29 Junho 2021
A carta de Bergoglio ao jesuíta James Martin é uma bênção do “ministério inclusivo”.
A reportagem é de Jesús Bastante, publicada por Religión Digital, 28-06-2021. A tradução é de Wagner Fernandes de Azevedo.
Esperava-se um “gesto” de Francisco que, de alguma maneira, o desvinculasse da polêmica nota da Congregação para a Doutrina da Fé proibindo a bênção a casais homossexuais – e este gesto foi dado. Histórico: a primeira vez que, por escrito, o Papa de Roma abençoa o “ministério” dos padres que trabalham com as comunidades crentes LGBTQIA+.
Em uma carta para o jesuíta James Martin, o principal motivador de uma “pastoral inclusiva”, que defende a bênção a casais do mesmo sexo, assim como uma nova concepção da sexualidade e do pecado, Francisco agradeceu ser “um padre para todos e todas, como Deus é um pai para todos e todas”.
“O estilo de Deus tem três traços: proximidade, compaixão e ternura”, escreve o Papa, que reivindica o “trabalho pastoral” de Martin, a quem pede que “siga assim, sendo próximo, compassivo e com muita ternura”. Ao mesmo tempo, Francisco agradeceu ao jesuíta por sua “capacidade de estar próximo do povo, com a proximidade que tinha Jesus e reflete a proximidade de Deus”.
“Rezo por teus fiéis, por teus ‘paroquianos’ – expressou o Papa –, por todos aqueles que o Senhor colocou ao teu lado para que os cuide, os proteja e os faça crescer no amor de nosso Senhor Jesus Cristo”, finaliza a carta papal, que vai de encontro à nota oficial publica há dois meses pela Congregação para a Doutrina da Fé, a qual fechava a porta para as bênçãos de casais homossexuais porque “a Igreja não abençoa, nem pode abençoar o pecado”.
O escrito, que não foi assinado por Bergoglio mas contava com sua aprovação (ou, ao menos, seu conhecimento), foi um balde de água fria nas aspirações dos coletivos LGBTQIA+ cristãos, que esperavam que, com este pontífice, abrir-se-ia definitivamente a porta à igualdade de direitos na Igreja.
“A bênção das uniões homossexuais não pode ser considerada lícita”, apontava a nota, que apontava que “não existe nenhum fundamento para assimilar ou estabelecer analogias, nem sequer remotas, entre as uniões homossexuais e o desígnio de Deus sobre o matrimônio e a família”.
Em outro momento, Bergoglio mostrou-se “muito preocupado” pelo dano causado aos coletivos LGBTQIA+ cristãos depois do “Não” da Congregação para a Doutrina da Fé à bênção de casais homossexuais, e por não ter medido as consequências de ter dado sua aprovação à publicação do texto.
De fato, poucos dias depois, o Papa arremetia contra os que semeavam “condenações teóricas” a tudo o que saía da suposta norma, e convidava a evitar “as pretensões de legalismo ou moralismo clericais”. Posteriormente, a Santa Sé não fez nenhum comentário, nem proibiu o movimento de boa parte da Igreja Alemã, que no último 10 de maio convocou uma grande bênção de casais do mesmo sexo nos templos católicos.
E há poucos dias, Francisco nomeou Juan Carlos Cruz, uma das vítimas de Karadima e homossexual assumido, membro da Comissão Antipedofilia.

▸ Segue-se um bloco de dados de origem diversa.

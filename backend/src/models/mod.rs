//! Domain models for the statement pipeline.
//!
//! This module contains the core data structures used throughout the pipeline:
//!
//! - [`CellValue`] - A single loosely-typed cell (text, number, date, ...)
//! - [`Dataset`] - Ordered rows over a per-file column set
//! - [`SummaryRow`] - One (carrier, year) line of the yearly summary
//! - [`BalanceCell`] - Literal balance or a formula chaining to the previous row

use chrono::{NaiveDate, NaiveDateTime};
use rust_decimal::Decimal;
use serde::{Deserialize, Serialize};
use std::collections::HashMap;
use std::fmt;

// =============================================================================
// Cell Values
// =============================================================================

/// A single cell of a statement file.
///
/// Input files have no fixed schema, so every column holds these and the
/// normalizer narrows the known columns to numbers or dates.
#[derive(Debug, Clone, PartialEq, Default, Serialize, Deserialize)]
#[serde(tag = "type", content = "value", rename_all = "lowercase")]
pub enum CellValue {
    /// Missing or unparsable value.
    #[default]
    Empty,
    Text(String),
    Number(Decimal),
    Bool(bool),
    Date(NaiveDate),
    DateTime(NaiveDateTime),
}

impl CellValue {
    pub fn is_empty(&self) -> bool {
        matches!(self, CellValue::Empty)
    }

    /// Textual rendering used by the text-based cleaning rules.
    ///
    /// Empty cells have no text, so rules applied to them keep them empty.
    pub fn as_text(&self) -> Option<String> {
        match self {
            CellValue::Empty => None,
            other => Some(other.to_string()),
        }
    }

    pub fn as_decimal(&self) -> Option<Decimal> {
        match self {
            CellValue::Number(d) => Some(*d),
            _ => None,
        }
    }

    pub fn as_date(&self) -> Option<NaiveDate> {
        match self {
            CellValue::Date(d) => Some(*d),
            CellValue::DateTime(dt) => Some(dt.date()),
            _ => None,
        }
    }

    /// Wrap an optional number, mapping `None` to [`CellValue::Empty`].
    pub fn from_decimal(value: Option<Decimal>) -> Self {
        value.map_or(CellValue::Empty, CellValue::Number)
    }

    pub fn from_date(value: Option<NaiveDate>) -> Self {
        value.map_or(CellValue::Empty, CellValue::Date)
    }
}

impl fmt::Display for CellValue {
    fn fmt(&self, f: &mut fmt::Formatter<'_>) -> fmt::Result {
        match self {
            CellValue::Empty => Ok(()),
            CellValue::Text(s) => write!(f, "{}", s),
            CellValue::Number(d) => write!(f, "{}", d.normalize()),
            CellValue::Bool(true) => write!(f, "True"),
            CellValue::Bool(false) => write!(f, "False"),
            CellValue::Date(d) => write!(f, "{}", d.format("%Y-%m-%d")),
            CellValue::DateTime(dt) => write!(f, "{}", dt.format("%Y-%m-%d %H:%M:%S")),
        }
    }
}

impl From<&str> for CellValue {
    fn from(s: &str) -> Self {
        if s.is_empty() {
            CellValue::Empty
        } else {
            CellValue::Text(s.to_string())
        }
    }
}

// =============================================================================
// Dataset
// =============================================================================

/// One row; cells are positional and line up with [`Dataset::columns`].
pub type Row = Vec<CellValue>;

/// In-memory table loaded from one statement file.
///
/// Column names are unique (the loader de-duplicates them) and every row has
/// exactly one cell per column.
#[derive(Debug, Clone, Default, PartialEq)]
pub struct Dataset {
    columns: Vec<String>,
    index: HashMap<String, usize>,
    rows: Vec<Row>,
}

impl Dataset {
    /// Build a dataset, padding or truncating rows to the header width.
    pub fn new(columns: Vec<String>, rows: Vec<Row>) -> Self {
        let width = columns.len();
        let index = columns
            .iter()
            .enumerate()
            .map(|(i, name)| (name.clone(), i))
            .collect();
        let rows = rows
            .into_iter()
            .map(|mut row| {
                row.resize(width, CellValue::Empty);
                row
            })
            .collect();
        Self { columns, index, rows }
    }

    /// A dataset with `row_count` rows and no columns.
    pub fn without_columns(row_count: usize) -> Self {
        Self::new(Vec::new(), vec![Vec::new(); row_count])
    }

    pub fn columns(&self) -> &[String] {
        &self.columns
    }

    pub fn rows(&self) -> &[Row] {
        &self.rows
    }

    pub fn rows_mut(&mut self) -> &mut Vec<Row> {
        &mut self.rows
    }

    pub fn row_count(&self) -> usize {
        self.rows.len()
    }

    pub fn column_index(&self, name: &str) -> Option<usize> {
        self.index.get(name).copied()
    }

    pub fn has_column(&self, name: &str) -> bool {
        self.index.contains_key(name)
    }

    /// Cell at (`row`, column `name`), if both exist.
    pub fn get(&self, row: usize, name: &str) -> Option<&CellValue> {
        let col = self.column_index(name)?;
        self.rows.get(row).and_then(|r| r.get(col))
    }

    /// Rewrite every cell of column `name` in place. No-op if absent.
    pub fn map_column<F>(&mut self, name: &str, mut f: F) -> bool
    where
        F: FnMut(&CellValue) -> CellValue,
    {
        let Some(col) = self.column_index(name) else {
            return false;
        };
        for row in &mut self.rows {
            row[col] = f(&row[col]);
        }
        true
    }
}

// =============================================================================
// Yearly Summary
// =============================================================================

/// Balance column of a summary row.
#[derive(Debug, Clone, PartialEq, Serialize, Deserialize)]
#[serde(tag = "type", content = "value", rename_all = "lowercase")]
pub enum BalanceCell {
    /// Plain number (first summary row).
    Literal(Decimal),
    /// Spreadsheet formula with `=` prefix, referencing sibling cells.
    Formula(String),
}

/// One (carrier, year) group of the yearly summary sheet.
#[derive(Debug, Clone, PartialEq, Serialize, Deserialize)]
#[serde(rename_all = "camelCase")]
pub struct SummaryRow {
    /// `None` when the carrier cell (or the whole column) is empty.
    pub carrier: Option<String>,
    pub year: i32,
    /// Sum of split amounts, empty cells skipped.
    pub total: Decimal,
    /// `total × reimbursement rate`.
    pub reimbursed: Decimal,
    pub balance: BalanceCell,
    /// Value the balance evaluates to while override cells are untouched.
    pub running_balance: Decimal,
}
//! Cleaning of the known statement columns.
//!
//! Steps run in a fixed order, each only when its column exists:
//!
//! 1. `Statement Date` parsed to a date, rows sorted ascending (nulls last)
//! 2. currency columns: `$` and `,` stripped, parsed as amounts
//! 3. `Override Percent`: trailing `%` stripped, divided by 100
//! 4. rows whose `Product Option` mentions "renewal" dropped
//!
//! Values that do not parse become empty cells; nothing here fails.

use chrono::{DateTime, Datelike, NaiveDate, NaiveDateTime};
use rust_decimal::Decimal;
use serde::Serialize;

use crate::config::ColumnRoles;
use crate::models::{CellValue, Dataset};
use crate::parser::parse_number;

/// What the normalizer changed, for logging.
#[derive(Debug, Clone, Default, PartialEq, Eq, Serialize)]
#[serde(rename_all = "camelCase")]
pub struct NormalizeReport {
    /// Non-empty date cells that did not parse.
    pub invalid_dates: usize,
    /// Non-empty currency cells that did not parse.
    pub invalid_amounts: usize,
    /// Non-empty percentage cells that did not parse.
    pub invalid_percents: usize,
    /// Rows removed by the exclusion filter.
    pub excluded_rows: usize,
}

/// Clean `dataset` in place according to `roles`.
pub fn normalize(dataset: &mut Dataset, roles: &ColumnRoles) -> NormalizeReport {
    let mut report = NormalizeReport::default();

    if let Some(col) = dataset.column_index(&roles.date) {
        dataset.map_column(&roles.date, |cell| {
            let parsed = coerce_date(cell);
            if parsed.is_empty() && !cell.is_empty() {
                report.invalid_dates += 1;
            }
            parsed
        });
        sort_by_date(dataset, col);
    }

    for column in &roles.currency {
        dataset.map_column(column, |cell| {
            let parsed = CellValue::from_decimal(cell.as_text().and_then(|t| parse_currency(&t)));
            if parsed.is_empty() && !cell.is_empty() {
                report.invalid_amounts += 1;
            }
            parsed
        });
    }

    dataset.map_column(&roles.percent, |cell| {
        let parsed = CellValue::from_decimal(cell.as_text().and_then(|t| parse_percent(&t)));
        if parsed.is_empty() && !cell.is_empty() {
            report.invalid_percents += 1;
        }
        parsed
    });

    if let Some(col) = dataset.column_index(&roles.exclusion) {
        let term = roles.exclusion_term.to_lowercase();
        let before = dataset.row_count();
        dataset
            .rows_mut()
            .retain(|row| !contains_term(&row[col], &term));
        report.excluded_rows = before - dataset.row_count();
    }

    report
}

/// Stable ascending sort on the date column; empty dates go last.
fn sort_by_date(dataset: &mut Dataset, col: usize) {
    dataset.rows_mut().sort_by_key(|row| {
        let date = row[col].as_date();
        (date.is_none(), date)
    });
}

fn contains_term(cell: &CellValue, lowercase_term: &str) -> bool {
    cell.as_text()
        .is_some_and(|text| text.to_lowercase().contains(lowercase_term))
}

// =============================================================================
// Coercions
// =============================================================================

/// Date cell for the statement date column; time of day is dropped.
pub fn coerce_date(cell: &CellValue) -> CellValue {
    match cell {
        CellValue::Date(d) => CellValue::Date(*d),
        CellValue::DateTime(dt) => CellValue::Date(dt.date()),
        CellValue::Bool(_) | CellValue::Empty => CellValue::Empty,
        other => CellValue::from_date(other.as_text().and_then(|t| parse_date(&t))),
    }
}

const DATETIME_FORMATS: &[&str] = &[
    "%Y-%m-%dT%H:%M:%S%.f",
    "%Y-%m-%dT%H:%M:%S",
    "%Y-%m-%dT%H:%M",
    "%Y-%m-%d %H:%M:%S%.f",
    "%Y-%m-%d %H:%M:%S",
    "%Y-%m-%d %H:%M",
    "%Y/%m/%d %H:%M:%S",
    "%m/%d/%y %H:%M:%S",
    "%m/%d/%y %H:%M",
    "%m/%d/%Y %H:%M:%S",
    "%m/%d/%Y %H:%M",
    "%m/%d/%Y %I:%M:%S %p",
    "%m/%d/%Y %I:%M %p",
];

const DATE_FORMATS: &[&str] = &[
    "%Y-%m-%d",
    "%Y/%m/%d",
    "%Y.%m.%d",
    "%m/%d/%y",
    "%m/%d/%Y",
    "%m-%d-%y",
    "%m-%d-%Y",
    "%d-%b-%Y",
    "%d %b %Y",
    "%d %B %Y",
    "%b %d, %Y",
    "%B %d, %Y",
    "%b %d %Y",
    "%B %d %Y",
];

/// `%Y` happily reads "23" or "5" as a year, so short years are rejected
/// and left for the `%y` formats.
fn plausible(date: NaiveDate) -> Option<NaiveDate> {
    (date.year() >= 1000).then_some(date)
}

/// Parse statement date text. Returns `None` for anything unrecognized.
pub fn parse_date(text: &str) -> Option<NaiveDate> {
    let text = text.trim();
    if text.is_empty() {
        return None;
    }

    if let Ok(dt) = DateTime::parse_from_rfc3339(text) {
        return plausible(dt.date_naive());
    }
    if text.len() == 8 && text.bytes().all(|b| b.is_ascii_digit()) {
        let year = text[0..4].parse().ok()?;
        let month = text[4..6].parse().ok()?;
        let day = text[6..8].parse().ok()?;
        return NaiveDate::from_ymd_opt(year, month, day).and_then(plausible);
    }

    DATETIME_FORMATS
        .iter()
        .filter_map(|fmt| NaiveDateTime::parse_from_str(text, fmt).ok())
        .map(|dt| dt.date())
        .chain(
            DATE_FORMATS
                .iter()
                .filter_map(|fmt| NaiveDate::parse_from_str(text, fmt).ok()),
        )
        .find_map(plausible)
}

/// `"$1,234.56"` → `1234.56`; anything left that is not a number → `None`.
pub fn parse_currency(text: &str) -> Option<Decimal> {
    let cleaned: String = text.chars().filter(|c| *c != '$' && *c != ',').collect();
    parse_number(&cleaned)
}

/// `"37.5%"` → `0.375`; plain numbers are treated as percents too (`"12"` → `0.12`).
pub fn parse_percent(text: &str) -> Option<Decimal> {
    let stripped = text.trim().trim_end_matches('%').trim();
    parse_number(stripped).map(|v| v / Decimal::ONE_HUNDRED)
}

#[cfg(test)]
mod tests {
    use super::*;
    use std::str::FromStr;

    fn dec(s: &str) -> Decimal {
        Decimal::from_str(s).unwrap()
    }

    fn ymd(y: i32, m: u32, d: u32) -> NaiveDate {
        NaiveDate::from_ymd_opt(y, m, d).unwrap()
    }

    fn text(s: &str) -> CellValue {
        CellValue::from(s)
    }

    #[test]
    fn test_currency_parsing() {
        assert_eq!(parse_currency("$1,234.56"), Some(dec("1234.56")));
        assert_eq!(parse_currency("-$5.00"), Some(dec("-5")));
        assert_eq!(parse_currency(" 12 "), Some(dec("12")));
        assert_eq!(parse_currency("N/A"), None);
        assert_eq!(parse_currency("$"), None);
    }

    #[test]
    fn test_percent_parsing() {
        assert_eq!(parse_percent("37.5%"), Some(dec("0.375")));
        assert_eq!(parse_percent("12%"), Some(dec("0.12")));
        assert_eq!(parse_percent(" 5 % "), Some(dec("0.05")));
        assert_eq!(parse_percent("abc%"), None);
    }

    #[test]
    fn test_date_parsing() {
        assert_eq!(parse_date("2023-05-01"), Some(ymd(2023, 5, 1)));
        assert_eq!(parse_date("05/01/2023"), Some(ymd(2023, 5, 1)));
        assert_eq!(parse_date("5/1/23"), Some(ymd(2023, 5, 1)));
        assert_eq!(parse_date("2023-05-01 13:45:00"), Some(ymd(2023, 5, 1)));
        assert_eq!(parse_date("2023-05-01T13:45:00Z"), Some(ymd(2023, 5, 1)));
        assert_eq!(parse_date("Jan 15, 2022"), Some(ymd(2022, 1, 15)));
        assert_eq!(parse_date("20240301"), Some(ymd(2024, 3, 1)));
        assert_eq!(parse_date("05/01/23 10:30"), Some(ymd(2023, 5, 1)));
        assert_eq!(parse_date("not a date"), None);
        assert_eq!(parse_date("2023-02-30"), None);
    }

    #[test]
    fn test_dates_sorted_ascending_nulls_last() {
        let mut ds = Dataset::new(
            vec!["Statement Date".into(), "Id".into()],
            vec![
                vec![text("2023-05-01"), text("a")],
                vec![text("garbage"), text("b")],
                vec![text("2022-01-01"), text("c")],
                vec![text("2024-03-01"), text("d")],
            ],
        );
        let report = normalize(&mut ds, &ColumnRoles::default());

        let ids: Vec<String> = ds.rows().iter().map(|r| r[1].to_string()).collect();
        assert_eq!(ids, vec!["c", "a", "d", "b"]);
        assert_eq!(ds.get(0, "Statement Date"), Some(&CellValue::Date(ymd(2022, 1, 1))));
        assert_eq!(ds.get(3, "Statement Date"), Some(&CellValue::Empty));
        assert_eq!(report.invalid_dates, 1);
    }

    #[test]
    fn test_currency_and_percent_columns() {
        let mut ds = Dataset::new(
            vec!["Split Amount".into(), "Override".into(), "Override Percent".into()],
            vec![
                vec![text("$1,234.56"), text("N/A"), text("37.5%")],
                vec![CellValue::Number(dec("10")), CellValue::Empty, text("x")],
            ],
        );
        let report = normalize(&mut ds, &ColumnRoles::default());

        assert_eq!(ds.get(0, "Split Amount"), Some(&CellValue::Number(dec("1234.56"))));
        assert_eq!(ds.get(1, "Split Amount"), Some(&CellValue::Number(dec("10"))));
        assert_eq!(ds.get(0, "Override"), Some(&CellValue::Empty));
        assert_eq!(ds.get(0, "Override Percent"), Some(&CellValue::Number(dec("0.375"))));
        assert_eq!(ds.get(1, "Override Percent"), Some(&CellValue::Empty));
        assert_eq!(report.invalid_amounts, 1);
        assert_eq!(report.invalid_percents, 1);
    }

    #[test]
    fn test_renewals_excluded() {
        let mut ds = Dataset::new(
            vec!["Product Option".into()],
            vec![
                vec![text("Annual Renewal")],
                vec![text("New Business")],
                vec![CellValue::Empty],
                vec![text("RENEWAL")],
            ],
        );
        let report = normalize(&mut ds, &ColumnRoles::default());

        assert_eq!(ds.row_count(), 2);
        assert_eq!(ds.get(0, "Product Option"), Some(&text("New Business")));
        assert_eq!(ds.get(1, "Product Option"), Some(&CellValue::Empty));
        assert_eq!(report.excluded_rows, 2);
    }

    #[test]
    fn test_unknown_columns_untouched() {
        let mut ds = Dataset::new(
            vec!["Agent".into(), "Notes".into()],
            vec![vec![text("$12"), text("37%")]],
        );
        let before = ds.clone();
        assert_eq!(normalize(&mut ds, &ColumnRoles::default()), NormalizeReport::default());
        assert_eq!(ds, before);
    }
}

Nesta mesma quinta-feira, Bergoglio voltou a receber Cruz, a quem já havia dito, diante de sua pergunta sobre se poderia receber a bênção sendo gay: “Sabe, Juan Carlos, isso não importa (...) Deus te fez assim. Deus te ama assim, ame-se e não se preocupe com o que as pessoas dizem”.
A carta a James Martin supõe, em todo caso, um marco, pois é a primeira vez que mesmo Papa de Roma fala de ministério na hora de falar de pastoral LGBTQIA+, respaldando publicamente o religioso norte-americano, alvo marcado pelas iras dos setores ultraconservadores por sua defesa da igualdade de direitos dos católicos na Igreja, independentemente de sua condição sexual.
Contudo, a polêmica se arrastra pelo Vaticano a um contínuo ‘aperta e solta’ no tocante à homossexualidade. Assim, na última semana, o ‘ministro’ de Relações Exteriores da Santa Sé, Paul Richard Gallagher, enviava uma “nota formal” de protesto ante a próxima aprovação da lei contra a Homofobia e a Transfobia na Itália, ao considerar que poderia “violar a Concordata”, assinada nos tempos de Mussolini (1929) e que se consagram as relações entre Igreja e Estado no país.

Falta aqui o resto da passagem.